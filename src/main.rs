use anyhow::Result;
use clap::{Parser, Subcommand};
use nodeflow::builtin::register_builtins;
use nodeflow::cli::{self, OutputMode};
use nodeflow::config::{self, NodeflowConfig};
use nodeflow::logging::init_logging;
use nodeflow::workflow::Engine;
use std::path::{Path, PathBuf};

#[derive(Parser)]
#[command(name = "nodeflow")]
#[command(about = "Run graph-based workflows of task, condition and loop nodes")]
struct Cli {
    #[command(subcommand)]
    command: Commands,

    /// Project directory (defaults to current)
    #[arg(long, global = true)]
    dir: Option<PathBuf>,

    /// Enable debug output
    #[arg(long, global = true)]
    debug: bool,

    /// Suppress normal output
    #[arg(long, global = true)]
    quiet: bool,

    /// Output format
    #[arg(long, global = true, value_enum, default_value_t = OutputMode::Console)]
    output: OutputMode,

    /// Also write logs to this file
    #[arg(long, global = true)]
    log_file: Option<PathBuf>,
}

#[derive(Subcommand)]
enum Commands {
    /// Run a workflow
    Run {
        /// Workflow name
        workflow: String,

        /// Initial data as key=value pairs (values may be JSON, or @file)
        #[arg(trailing_var_arg = true)]
        args: Vec<String>,

        /// Initial data as a JSON object
        #[arg(long)]
        data: Option<String>,
    },

    /// Validate a workflow without running
    Validate {
        /// Workflow name
        workflow: String,
    },

    /// List available workflows
    Workflows,

    /// List registered functions
    Functions,
}

#[tokio::main]
async fn main() -> Result<()> {
    let cli = Cli::parse();

    let project_dir = cli.dir.as_deref();
    let config = NodeflowConfig::load(project_dir)?;

    let log_file = cli.log_file.clone().or_else(|| config.logging.file_path());
    init_logging(cli.debug, cli.quiet, log_file)?;

    let mode = if cli.quiet { OutputMode::Quiet } else { cli.output };
    let handler = cli::create_handler(mode, cli.debug);

    let engine = Engine::with_settings(config.settings());
    register_builtins(engine.functions(), engine.workflows())?;
    register_discovered(&engine, project_dir);

    let exit_code = match cli.command {
        Commands::Run {
            workflow,
            args,
            data,
        } => cli::run_workflow(&engine, &workflow, &args, data.as_deref(), &*handler).await?,
        Commands::Validate { workflow } => {
            cli::validate_workflow(&engine, &workflow, project_dir, &*handler)
        }
        Commands::Workflows => cli::list_workflows(&engine, &*handler),
        Commands::Functions => cli::list_functions(&engine, &*handler),
    };

    if exit_code != 0 {
        std::process::exit(exit_code);
    }

    Ok(())
}

/// Register workflow files from the user and project directories
///
/// Project definitions are registered last, so they win on a name clash.
/// A broken file is reported and skipped.
fn register_discovered(engine: &Engine, project_dir: Option<&Path>) {
    for dir in config::workflow_dirs(project_dir) {
        let files = match config::discover_workflows(&dir) {
            Ok(files) => files,
            Err(e) => {
                tracing::warn!(dir = %dir.display(), error = %e, "Failed to scan workflow directory");
                continue;
            }
        };

        for path in files {
            let registered = config::load_workflow_file(&path)
                .and_then(|definition| {
                    engine
                        .register_definition(&definition)
                        .map_err(anyhow::Error::from)
                });
            if let Err(e) = registered {
                tracing::warn!(path = %path.display(), error = %format!("{:#}", e), "Skipping workflow file");
            }
        }
    }
}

##############################

Action item
Whenever "from" occurs in a line of the entries, copy that line.

Worked solution
/// Register workflow files from the user and project directories
                        .map_err(anyhow::Error::from)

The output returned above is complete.